Shortly after the Watergate break-in, Shoffler told his former commanding officer, Captain Edmund Chung, that the Watergate arrests were the result of a tip-off. He also revealed that he knew Alfred Baldwin. It was implied that Baldwin was the one who tipped him off about the break-in. Shoffler also told Chung that if he ever made the whole story public, “his life wouldn’t be worth a nickel”.

Chung told his story to Sam Ervin’s Senate Committee but they decided to believe Shoffler who claimed that his former commanding officer made the story up in an attempt to blackmail him.

Ervin also refused to believe Robert “Butch” Merritt. He claimed that shortly after the Watergate break-in, Carl Shoffler offered him money to begin a sexual relationship with Doug Caddy, the man that E. Howard Hunt recruited as his lawyer. Merritt was used by the police and the FBI to spy on the New Left.

The Senate Committee also dismissed Merritt’s story. It was even claimed that it was clearly not true as “there was no reason to suspect that he (Doug Caddy) was anything but heterosexual”.
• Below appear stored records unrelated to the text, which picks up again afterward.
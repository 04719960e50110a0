//! Callback authentication and token exchange.
//!
//! The second step of the OAuth flow: when Shopify redirects the merchant
//! back, verify that the callback is genuine (state, presence, HMAC — in
//! that order) and exchange the authorization code for an access token.
//!
//! The checks short-circuit: the first failure terminates the request, and
//! nothing from a failed callback is retained. Every callback re-derives
//! its state from the query string and the cookie.

use serde::Serialize;
use tracing::{debug, warn};

use crate::auth::oauth::error::OAuthError;
use crate::auth::oauth::hmac::{constant_time_compare, validate_hmac};
use crate::auth::oauth::CallbackParams;
use crate::auth::{AccessTokenResponse, Session};
use crate::clients::extract_error_message;
use crate::config::{AppConfig, ShopDomain};

/// Request body for the token exchange.
#[derive(Serialize)]
struct TokenExchangeRequest<'a> {
    client_id: &'a str,
    client_secret: &'a str,
    code: &'a str,
}

/// Fallback description when an upstream error body is absent or malformed.
const EXCHANGE_FALLBACK_MESSAGE: &str = "token exchange rejected by upstream";

/// Authenticates an OAuth callback and exchanges its code for a session.
///
/// Performs the full callback validation flow:
///
/// 1. **State check** — the `state` query parameter must equal the value
///    from the `state` cookie (constant-time comparison). A missing cookie
///    or parameter fails the check.
/// 2. **Presence check** — `shop`, `hmac`, and `code` must all be present.
/// 3. **HMAC verification** — the callback signature must match the digest
///    computed with the API secret key.
/// 4. **Token exchange** — POST to the shop's token endpoint with
///    `{client_id, client_secret, code}` and build a [`Session`] from the
///    response.
///
/// # Arguments
///
/// * `config` - App configuration (credentials, API base)
/// * `http` - Shared HTTP client, already carrying the outbound timeout
/// * `params` - The callback query parameters, in wire order
/// * `cookie_state` - The `state` cookie value, if the browser sent one
///
/// # Errors
///
/// - [`OAuthError::StateMismatch`] — CSRF check failed
/// - [`OAuthError::MissingParams`] — `shop`, `hmac`, or `code` absent
/// - [`OAuthError::InvalidHmac`] — signature verification failed
/// - [`OAuthError::InvalidCallback`] — shop domain is malformed
/// - [`OAuthError::TokenExchangeFailed`] — upstream rejected the exchange
/// - [`OAuthError::UpstreamUnreachable`] — token endpoint unreachable
pub async fn authenticate_callback(
    config: &AppConfig,
    http: &reqwest::Client,
    params: &CallbackParams,
    cookie_state: Option<&str>,
) -> Result<Session, OAuthError> {
    // Step 1: anti-forgery state check
    let state_ok = match (params.state(), cookie_state) {
        (Some(echoed), Some(issued)) => constant_time_compare(echoed, issued),
        _ => false,
    };
    if !state_ok {
        warn!("callback state does not match issued state");
        return Err(OAuthError::StateMismatch);
    }

    // Step 2: required parameters
    let (Some(shop), Some(_), Some(code)) = (params.shop(), params.hmac(), params.code()) else {
        return Err(OAuthError::MissingParams);
    };

    // Step 3: HMAC verification
    if !validate_hmac(params, config.api_secret_key()) {
        warn!(shop, "callback failed HMAC validation");
        return Err(OAuthError::InvalidHmac);
    }

    let shop = ShopDomain::new(shop).map_err(|_| OAuthError::InvalidCallback {
        reason: format!("Invalid shop domain: {}", params.shop().unwrap_or_default()),
    })?;

    // Step 4: exchange the single-use code for an access token
    let session = exchange_code(config, http, &shop, code).await?;
    debug!(shop = %session.shop, "token exchange complete");

    Ok(session)
}

/// POSTs the authorization code to the shop's token endpoint.
async fn exchange_code(
    config: &AppConfig,
    http: &reqwest::Client,
    shop: &ShopDomain,
    code: &str,
) -> Result<Session, OAuthError> {
    let token_url = format!("{}/admin/oauth/access_token", config.admin_base_url(shop));

    let request_body = TokenExchangeRequest {
        client_id: config.api_key().as_ref(),
        client_secret: config.api_secret_key().as_ref(),
        code,
    };

    let response = http
        .post(&token_url)
        .json(&request_body)
        .send()
        .await
        .map_err(|e| OAuthError::UpstreamUnreachable(e.to_string()))?;

    let status = response.status().as_u16();

    if !response.status().is_success() {
        let body = response.text().await.unwrap_or_default();
        let message = extract_error_message(&body)
            .unwrap_or_else(|| EXCHANGE_FALLBACK_MESSAGE.to_string());
        return Err(OAuthError::TokenExchangeFailed { status, message });
    }

    let token_response: AccessTokenResponse =
        response
            .json()
            .await
            .map_err(|e| OAuthError::TokenExchangeFailed {
                status,
                message: format!("failed to parse token response: {e}"),
            })?;

    Ok(Session::from_token_response(shop.clone(), token_response))
}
There is also another interesting aspect to this story. Merritt lived above a pornography shop at the corner of Columbia Road and Eighteenth Street. His landlord was Walter R. Riggin. It was later discovered that Riggin held sex parties. Two men who knew Riggin via these parties were Carl Bernstein and John Paisley.

According to a police report written by Lieutenant George F. Richards, Riggin’s sex parties were linked to intelligence gathering. Bernstein admitted that he had attended these parties and that he had accepted gifts from Riggin. However, it is not clear what Bernstein provided in return for these gifts.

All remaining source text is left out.